Our behaviours are conditioned through reward and punishment. We are rewarded for passive behaviours, for being how the narcissistic parent wants us to be, for mirroring and admiring them and we are punished for being assertive through criticism, silent treatments and rages. This shapes the way we react to things; we develop an intricate set of coping mechanisms, and we move away from trying to be our real self and towards being an adapted version of ourselves.

Moving towards an adapted self is a process of:

disowning the parts of ourselves that we come to believe are unacceptable

needing to find a way to try to get love and acceptance

becoming motivated by our fears

Subconscious Defences

Many of our ways of coping will be subconscious as they are defences. Defences work by us not knowing we have them; we have to believe they are true. There may be some awareness in some cases, for example, if we are a daily drinker (and we drink to manage our emotions, to numb things out), even though we may tell ourselves we drink to relax, there may be a vague awareness that there is an issue. We may tell ourselves something like ‘I probably do drink too much but it’s not that bad, it’s not like I wake up and drink vodka.’ Other defences may be completely subconscious.

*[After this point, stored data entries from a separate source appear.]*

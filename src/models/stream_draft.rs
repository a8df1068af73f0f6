// StreamDraft Model
// In-progress stream configuration collected by the setup wizard

use serde::{Deserialize, Serialize};
use crate::models::OutputTarget;

/// Codec sentinel meaning "forward the stream without transcoding"
pub const PASSTHROUGH_CODEC: &str = "copy";

fn default_codec() -> String {
    PASSTHROUGH_CODEC.to_string()
}

fn default_hls_segment_duration() -> u32 {
    2
}

fn default_auto_start() -> bool {
    true
}

fn default_reconnect() -> bool {
    true
}

fn default_reconnect_delay() -> u32 {
    10
}

/// Where the stream enters the Core
#[derive(Debug, Clone, Copy, PartialEq, Eq, Default, Serialize, Deserialize)]
#[serde(rename_all = "lowercase")]
pub enum InputType {
    /// Pull from an HTTP/HLS, RTSP or other network address
    #[default]
    Network,
    /// Publish into the Core's RTMP server
    Rtmp,
    /// Publish into the Core's SRT server
    Srt,
    /// Camera or capture card attached to the Core host
    Device,
}

impl InputType {
    pub fn as_str(&self) -> &'static str {
        match self {
            InputType::Network => "network",
            InputType::Rtmp => "rtmp",
            InputType::Srt => "srt",
            InputType::Device => "device",
        }
    }
}

/// Creative Commons licences offered for published content
#[derive(Debug, Clone, Copy, PartialEq, Eq, Default, Serialize, Deserialize)]
pub enum License {
    #[default]
    #[serde(rename = "CC BY 4.0")]
    CcBy,
    #[serde(rename = "CC BY-SA 4.0")]
    CcBySa,
    #[serde(rename = "CC BY-NC 4.0")]
    CcByNc,
    #[serde(rename = "CC BY-NC-SA 4.0")]
    CcByNcSa,
    #[serde(rename = "CC BY-ND 4.0")]
    CcByNd,
    #[serde(rename = "CC BY-NC-ND 4.0")]
    CcByNcNd,
    #[serde(rename = "CC0 1.0")]
    Cc0,
}

impl License {
    pub const ALL: [License; 7] = [
        License::CcBy,
        License::CcBySa,
        License::CcByNc,
        License::CcByNcSa,
        License::CcByNd,
        License::CcByNcNd,
        License::Cc0,
    ];

    /// Identifier as stored in process metadata
    pub fn as_str(&self) -> &'static str {
        match self {
            License::CcBy => "CC BY 4.0",
            License::CcBySa => "CC BY-SA 4.0",
            License::CcByNc => "CC BY-NC 4.0",
            License::CcByNcSa => "CC BY-NC-SA 4.0",
            License::CcByNd => "CC BY-ND 4.0",
            License::CcByNcNd => "CC BY-NC-ND 4.0",
            License::Cc0 => "CC0 1.0",
        }
    }

    pub fn description(&self) -> &'static str {
        match self {
            License::CcBy => "Attribution",
            License::CcBySa => "Attribution-ShareAlike",
            License::CcByNc => "Attribution-NonCommercial",
            License::CcByNcSa => "Attribution-NonCommercial-ShareAlike",
            License::CcByNd => "Attribution-NoDerivatives",
            License::CcByNcNd => "Attribution-NonCommercial-NoDerivatives",
            License::Cc0 => "Public Domain",
        }
    }
}

/// Mutable, possibly invalid stream configuration.
///
/// Only the descriptor builder decides whether a draft is submittable; the
/// wizard edits it freely.
#[derive(Debug, Clone, PartialEq, Serialize, Deserialize)]
#[serde(rename_all = "camelCase")]
pub struct StreamDraft {
    #[serde(default)]
    pub name: String,

    #[serde(default)]
    pub description: String,

    #[serde(default)]
    pub license: License,

    #[serde(default)]
    pub input_type: InputType,

    /// Required when `input_type` is `network`
    #[serde(default)]
    pub input_url: String,

    /// Device id from `/v3/device`, used for `device` inputs without a URL
    #[serde(default)]
    pub input_device: Option<String>,

    /// Destinations in the order they were added
    #[serde(default)]
    pub outputs: Vec<OutputTarget>,

    /// FFmpeg video codec, or "copy" for passthrough
    #[serde(default = "default_codec")]
    pub video_codec: String,

    /// FFmpeg audio codec, or "copy" for passthrough
    #[serde(default = "default_codec")]
    pub audio_codec: String,

    /// Video bitrate in kbps
    #[serde(default)]
    pub video_bitrate: Option<u32>,

    /// Audio bitrate in kbps
    #[serde(default)]
    pub audio_bitrate: Option<u32>,

    /// Output size as "WIDTHxHEIGHT"
    #[serde(default)]
    pub resolution: Option<String>,

    #[serde(default)]
    pub audio_channels: Option<u32>,

    #[serde(default)]
    pub framerate: Option<u32>,

    /// HLS segment length in seconds
    #[serde(default = "default_hls_segment_duration")]
    pub hls_segment_duration: u32,

    #[serde(default = "default_auto_start")]
    pub auto_start: bool,

    #[serde(default = "default_reconnect")]
    pub reconnect: bool,

    /// Seconds the Core waits before reconnecting
    #[serde(default = "default_reconnect_delay")]
    pub reconnect_delay: u32,
}

impl Default for StreamDraft {
    fn default() -> Self {
        Self {
            name: String::new(),
            description: String::new(),
            license: License::default(),
            input_type: InputType::default(),
            input_url: String::new(),
            input_device: None,
            outputs: Vec::new(),
            video_codec: default_codec(),
            audio_codec: default_codec(),
            video_bitrate: None,
            audio_bitrate: None,
            resolution: None,
            audio_channels: None,
            framerate: None,
            hls_segment_duration: default_hls_segment_duration(),
            auto_start: default_auto_start(),
            reconnect: default_reconnect(),
            reconnect_delay: default_reconnect_delay(),
        }
    }
}

impl StreamDraft {
    pub fn video_passthrough(&self) -> bool {
        self.video_codec.eq_ignore_ascii_case(PASSTHROUGH_CODEC)
    }

    pub fn audio_passthrough(&self) -> bool {
        self.audio_codec.eq_ignore_ascii_case(PASSTHROUGH_CODEC)
    }

    /// Key used for ingest stream names and HLS paths: lowercase, whitespace runs as "_"
    pub fn stream_key(&self) -> String {
        stream_key_for(&self.name)
    }
}

/// Lowercase a stream name and replace each whitespace run with "_"
pub fn stream_key_for(name: &str) -> String {
    let mut key = String::with_capacity(name.len());
    let mut in_whitespace = false;
    for c in name.to_lowercase().chars() {
        if c.is_whitespace() {
            if !in_whitespace {
                key.push('_');
            }
            in_whitespace = true;
        } else {
            key.push(c);
            in_whitespace = false;
        }
    }
    key
}

#[cfg(test)]
mod tests {
    use super::*;

    #[test]
    fn test_defaults_match_wizard() {
        let draft = StreamDraft::default();
        assert_eq!(draft.license, License::CcBy);
        assert_eq!(draft.input_type, InputType::Network);
        assert!(draft.video_passthrough());
        assert!(draft.audio_passthrough());
        assert_eq!(draft.hls_segment_duration, 2);
        assert!(draft.auto_start);
        assert!(draft.reconnect);
        assert_eq!(draft.reconnect_delay, 10);
    }

    #[test]
    fn test_partial_json_fills_defaults() {
        let draft: StreamDraft = serde_json::from_str(
            r#"{"name":"Evening Show","inputType":"rtmp","license":"CC0 1.0","audioBitrate":128}"#,
        )
        .unwrap();

        assert_eq!(draft.input_type, InputType::Rtmp);
        assert_eq!(draft.license, License::Cc0);
        assert_eq!(draft.audio_bitrate, Some(128));
        assert_eq!(draft.video_codec, "copy");
        assert_eq!(draft.reconnect_delay, 10);
    }

    #[test]
    fn test_stream_key() {
        assert_eq!(stream_key_for("My  Live Stream"), "my_live_stream");
        assert_eq!(stream_key_for(" Show "), "_show_");
    }
}
//! Wiring from configuration to the onboarding machinery

use anyhow::{Context, Result};
use meshboard_common::{
    AdapterSet, CredentialReference, EnvCredentialResolver, HttpRegistrar, MeshboardConfig, Orchestrator,
};
use std::path::PathBuf;
use std::sync::Arc;
use tracing::debug;

/// Loaded configuration plus the resolvers built from it
pub struct AppContext {
    pub config: MeshboardConfig,
    pub config_path: PathBuf,
    credentials: Arc<EnvCredentialResolver>,
}

impl AppContext {
    /// Load config from `path`, or the default location
    pub fn load(path: Option<PathBuf>) -> Result<Self> {
        let config_path = path.unwrap_or_else(MeshboardConfig::default_path);
        let config = MeshboardConfig::load(&config_path)
            .with_context(|| format!("loading configuration from {}", config_path.display()))?;
        debug!("Using configuration {}", config_path.display());

        Ok(Self {
            config,
            config_path,
            credentials: Arc::new(EnvCredentialResolver::new()),
        })
    }

    /// Registrar for the configured mesh service
    pub fn registrar(&self) -> Result<HttpRegistrar> {
        let reference = CredentialReference::new(self.config.registrar.api_key_credential.clone());
        HttpRegistrar::from_config(&self.config.registrar, self.credentials.as_ref()).with_context(|| {
            format!(
                "mesh service API key: set {}_API_KEY",
                self.credentials.variable_stem(&reference)
            )
        })
    }

    /// Orchestrator using the production adapters
    pub fn orchestrator(&self) -> Result<Orchestrator> {
        let registrar = self.registrar()?;
        Ok(Orchestrator::new(
            AdapterSet::from_config(&self.config),
            Arc::new(registrar),
            self.credentials.clone(),
        ))
    }
}
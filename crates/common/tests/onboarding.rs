//! Full onboarding runs with real adapters and registrar over mock HTTP

use std::sync::Arc;
use std::time::Duration;

use meshboard_common::config::{PfSenseConfig, RegistrarConfig};
use meshboard_common::{
    AdapterSet, Credential, DeviceDescriptor, DeviceKind, FailedPhase, FleetDriver, HttpRegistrar,
    OnboardingError, Orchestrator, Phase, RegistrationError, RegistrationStatus, RetryPolicy,
    StaticCredentialResolver,
};
use meshboard_common::adapter::PfSenseAdapter;
use serde_json::json;
use wiremock::matchers::{body_json, method, path};
use wiremock::{Mock, MockServer, ResponseTemplate};

struct Harness {
    firewall: MockServer,
    mesh: MockServer,
}

impl Harness {
    async fn start() -> Self {
        let harness = Self {
            firewall: MockServer::start().await,
            mesh: MockServer::start().await,
        };
        Mock::given(method("POST"))
            .and(path("/packages/install"))
            .respond_with(ResponseTemplate::new(200).set_body_json(json!({ "status": "ok", "code": 200 })))
            .expect(1)
            .mount(&harness.firewall)
            .await;
        Mock::given(method("POST"))
            .and(path("/services/tailscale"))
            .respond_with(ResponseTemplate::new(200).set_body_json(json!({ "status": "ok", "code": 200 })))
            .expect(1)
            .mount(&harness.firewall)
            .await;
        Mock::given(method("GET"))
            .and(path("/devices"))
            .respond_with(ResponseTemplate::new(200).set_body_json(json!({ "devices": [] })))
            .mount(&harness.mesh)
            .await;
        harness
    }

    fn orchestrator(&self) -> Orchestrator {
        let adapters = AdapterSet::new().with(PfSenseAdapter::new(PfSenseConfig {
            timeout_secs: 5,
            ..Default::default()
        }));
        let registrar = HttpRegistrar::new(
            &RegistrarConfig {
                api_url: self.mesh.uri(),
                timeout_secs: 5,
                ..Default::default()
            },
            "mesh-key",
        )
        .unwrap();
        let credentials = StaticCredentialResolver::new().with(
            "pfsense-api",
            Credential::ApiKeyPair {
                key: "client".into(),
                secret: "token".into(),
            },
        );
        Orchestrator::new(adapters, Arc::new(registrar), Arc::new(credentials))
    }

    fn descriptor(&self) -> DeviceDescriptor {
        DeviceDescriptor::new(DeviceKind::PfSenseFirewall, self.firewall.uri(), "pfsense-api", "fw-01")
            .with_name("edge-fw")
            .with_tags(vec!["tag:site-a".into()])
    }
}

#[tokio::test]
async fn test_pfsense_device_is_configured_and_registered() {
    let harness = Harness::start().await;
    Mock::given(method("POST"))
        .and(path("/devices"))
        .and(body_json(json!({ "hostname": "fw-01", "tags": ["tag:pfsense-firewall", "tag:site-a"] })))
        .respond_with(ResponseTemplate::new(201).set_body_json(json!({
            "id": "n42",
            "hostname": "fw-01",
            "tags": ["tag:pfsense-firewall", "tag:site-a"],
            "created": "2024-05-01T10:00:00Z"
        })))
        .expect(1)
        .mount(&harness.mesh)
        .await;

    let outcome = harness.orchestrator().onboard(&harness.descriptor()).await;

    assert!(outcome.is_registered(), "{}", outcome.summary());
    assert_eq!(outcome.device, "edge-fw");
    assert_eq!(outcome.phase_reached, Phase::Registered);
    assert_eq!(outcome.registration_status(), Some(RegistrationStatus::Created));
    assert_eq!(outcome.mesh_device().and_then(|d| d.id.clone()), Some("n42".into()));
}

#[tokio::test]
async fn test_rejected_mesh_key_leaves_device_configured() {
    let harness = Harness::start().await;
    Mock::given(method("POST"))
        .and(path("/devices"))
        .respond_with(ResponseTemplate::new(401))
        .mount(&harness.mesh)
        .await;

    let outcome = harness.orchestrator().onboard(&harness.descriptor()).await;

    assert_eq!(outcome.failed_phase(), Some(FailedPhase::Registering));
    assert!(matches!(
        outcome.error(),
        Some(OnboardingError::Registration(RegistrationError::Auth { status: 401, .. }))
    ));
    assert!(outcome.configured_but_unregistered());
    assert!(outcome.configure_attempted);
}

#[tokio::test]
async fn test_fleet_retry_resumes_registration_only() {
    let harness = Harness::start().await;
    Mock::given(method("POST"))
        .and(path("/devices"))
        .respond_with(ResponseTemplate::new(503).set_body_string("try later"))
        .up_to_n_times(1)
        .mount(&harness.mesh)
        .await;
    Mock::given(method("POST"))
        .and(path("/devices"))
        .respond_with(ResponseTemplate::new(201).set_body_json(json!({
            "hostname": "fw-01",
            "tags": ["tag:pfsense-firewall", "tag:site-a"],
            "created": "2024-05-01T10:00:00Z"
        })))
        .mount(&harness.mesh)
        .await;

    let driver = FleetDriver::new(harness.orchestrator())
        .with_retry_policy(RetryPolicy::new(1, Duration::from_millis(10)));
    let report = driver.run(&[harness.descriptor()]).await;

    let outcome = &report.outcomes[0];
    assert!(outcome.is_registered(), "{}", outcome.summary());
    assert_eq!(outcome.attempts, 2);
    assert!(report.all_registered());
    // The firewall mocks expect exactly one install and one start.
}
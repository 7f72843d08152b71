//! Device adapters
//!
//! One adapter per vendor family, all behind [`DeviceAdapter`]. An adapter
//! only configures the device; it never talks to the mesh service.
//!
//! Every adapter:
//! - scopes its session to a single `configure` call
//! - treats "already in the desired state" as success
//! - reports failures as [`ConfigError`] carrying the device target

pub mod cisco;
pub mod paloalto;
pub mod pfsense;
pub mod ssh;

use crate::config::MeshboardConfig;
use crate::credentials::Credential;
use crate::descriptor::DeviceDescriptor;
use crate::error::ConfigError;
use crate::types::DeviceKind;
use async_trait::async_trait;
use std::collections::HashMap;
use std::sync::Arc;
use std::time::Duration;

pub use cisco::CiscoSwitchAdapter;
pub use paloalto::PaloAltoAdapter;
pub use pfsense::PfSenseAdapter;
pub use ssh::{CommandOutput, ShellSession, ShellTransport, Ssh2Transport};

/// Applies mesh-enabling configuration to one device
#[async_trait]
pub trait DeviceAdapter: Send + Sync {
    /// Device family this adapter handles
    fn kind(&self) -> DeviceKind;

    /// Tag identifying the device class in the mesh
    fn default_tag(&self) -> &'static str {
        self.kind().default_tag()
    }

    /// Configure the device. Re-running against a configured device succeeds.
    async fn configure(
        &self,
        descriptor: &DeviceDescriptor,
        credential: &Credential,
    ) -> Result<(), ConfigError>;
}

/// Adapters keyed by the device kind they handle
#[derive(Clone, Default)]
pub struct AdapterSet {
    adapters: HashMap<DeviceKind, Arc<dyn DeviceAdapter>>,
}

impl AdapterSet {
    pub fn new() -> Self {
        Self::default()
    }

    /// Production adapters for every supported vendor
    pub fn from_config(config: &MeshboardConfig) -> Self {
        Self::new()
            .with(CiscoSwitchAdapter::new(
                Arc::new(Ssh2Transport::new(
                    config.cisco.port,
                    Duration::from_secs(config.cisco.timeout_secs),
                )),
                config.cisco.commands.clone(),
            ))
            .with(PaloAltoAdapter::new(config.paloalto.clone()))
            .with(PfSenseAdapter::new(config.pfsense.clone()))
    }

    /// Register an adapter, replacing any adapter for the same kind
    pub fn with(mut self, adapter: impl DeviceAdapter + 'static) -> Self {
        self.insert(Arc::new(adapter));
        self
    }

    pub fn insert(&mut self, adapter: Arc<dyn DeviceAdapter>) {
        self.adapters.insert(adapter.kind(), adapter);
    }

    pub fn get(&self, kind: DeviceKind) -> Option<Arc<dyn DeviceAdapter>> {
        self.adapters.get(&kind).cloned()
    }

    pub fn kinds(&self) -> Vec<DeviceKind> {
        let mut kinds: Vec<DeviceKind> = self.adapters.keys().copied().collect();
        kinds.sort_by_key(|k| k.to_string());
        kinds
    }
}

impl std::fmt::Debug for AdapterSet {
    fn fmt(&self, f: &mut std::fmt::Formatter<'_>) -> std::fmt::Result {
        f.debug_struct("AdapterSet").field("kinds", &self.kinds()).finish()
    }
}

/// HTTP client for one configure call. Dropped (and its connections closed)
/// when the call returns.
pub(crate) fn http_client(timeout: Duration, accept_invalid_certs: bool) -> reqwest::Result<reqwest::Client> {
    reqwest::Client::builder()
        .timeout(timeout)
        .connect_timeout(timeout)
        .danger_accept_invalid_certs(accept_invalid_certs)
        .build()
}

/// Base URL for a firewall target given as bare host or full URL
pub(crate) fn base_url(target: &str) -> String {
    let trimmed = target.trim().trim_end_matches('/');
    if trimmed.starts_with("http://") || trimmed.starts_with("https://") {
        trimmed.to_string()
    } else {
        format!("https://{}", trimmed)
    }
}

/// Keep diagnostic bodies readable in logs and reports
pub(crate) fn truncate_body(body: &str) -> String {
    const LIMIT: usize = 512;
    let body = body.trim();
    if body.chars().count() <= LIMIT {
        body.to_string()
    } else {
        let cut: String = body.chars().take(LIMIT).collect();
        format!("{cut}...")
    }
}
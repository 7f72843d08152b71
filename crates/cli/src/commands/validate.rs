//! Offline inventory validation

use std::path::PathBuf;

use anyhow::{Context, Result};
use clap::Args;
use meshboard_common::inventory::InventoryProblem;
use meshboard_common::Inventory;
use serde::Serialize;

use crate::output::{print_error, print_list, print_success, OutputFormat, TableDisplay};

#[derive(Args)]
pub struct ValidateArgs {
    /// Inventory file with [[device]] tables
    pub inventory: PathBuf,
}

/// One validated inventory entry
#[derive(Serialize)]
pub struct EntryView {
    pub device: String,
    pub kind: String,
    pub hostname: String,
    pub tags: Vec<String>,
    pub valid: bool,
    pub problems: Vec<String>,
}

impl TableDisplay for EntryView {
    fn headers() -> Vec<&'static str> {
        vec!["Device", "Kind", "Hostname", "Tags", "Valid", "Problems"]
    }

    fn row(&self) -> Vec<String> {
        vec![
            self.device.clone(),
            self.kind.clone(),
            self.hostname.clone(),
            self.tags.join(", "),
            if self.valid { "yes".into() } else { "no".into() },
            self.problems.join("; "),
        ]
    }
}

/// Build one view per inventory entry, attaching its problems
pub fn entries(inventory: &Inventory, problems: &[InventoryProblem]) -> Vec<EntryView> {
    inventory
        .devices
        .iter()
        .enumerate()
        .map(|(index, device)| {
            let problems: Vec<String> = problems
                .iter()
                .filter(|p| p.index == index)
                .map(|p| p.message.clone())
                .collect();
            EntryView {
                device: device.device_id().to_string(),
                kind: device.kind.to_string(),
                hostname: device.hostname.clone(),
                tags: device.effective_tags(),
                valid: problems.is_empty(),
                problems,
            }
        })
        .collect()
}

pub fn execute(args: ValidateArgs, format: OutputFormat) -> Result<()> {
    let content = std::fs::read_to_string(&args.inventory)
        .with_context(|| format!("reading inventory {}", args.inventory.display()))?;
    let inventory = Inventory::parse(&content)
        .with_context(|| format!("parsing inventory {}", args.inventory.display()))?;

    let problems = inventory.problems();
    let views = entries(&inventory, &problems);
    print_list(&views, format)?;

    if inventory.is_empty() {
        print_error("inventory has no [[device]] entries");
        std::process::exit(1);
    }
    if !problems.is_empty() {
        if !format.is_structured() {
            print_error(&format!("{} problem(s) in {}", problems.len(), args.inventory.display()));
        }
        std::process::exit(1);
    }
    if !format.is_structured() {
        print_success(&format!("{} devices valid", inventory.len()));
    }
    Ok(())
}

There can be many underlying fears which drive our defences.

Why Do We Fear Saying No?

We fear saying no because to say no means to assert our own needs and wants which we have been conditioned against doing. To do this feels dangerous and it can have serious consequences. It will begin to feel natural to be passive and uncomfortable to be assertive.

There are fears of rejection and abandonment, the consequences of displeasing others and not meeting the needs of others (therefore feeling like we are letting them down). These fears should not be underestimated.

We fear ‘making’ others feel bad – we over identify or over empathise with others, and this stops us from saying no.

We may be subservient to others as we fear our partner will leave us or that we will get fired from our jobs or end up homeless.

Why Can’t We Say No? How Our Defences Work

As our self is becoming an adapted version of itself it learns to use the best defensive response through something called procedural or implicit memory.

Implicit memory is related to unconscious memories, such as the ability to perform actions automatically, make connections, and respond to stimuli, for example, the ability to ride a bike is an unconscious skill once learned and our defensive responses are the same.

Memories of feelings of helplessness, unanswered cries for help and attention and feelings of fear surrounding their frightening caregivers are encoded in the body, in the nervous system and in the emotions.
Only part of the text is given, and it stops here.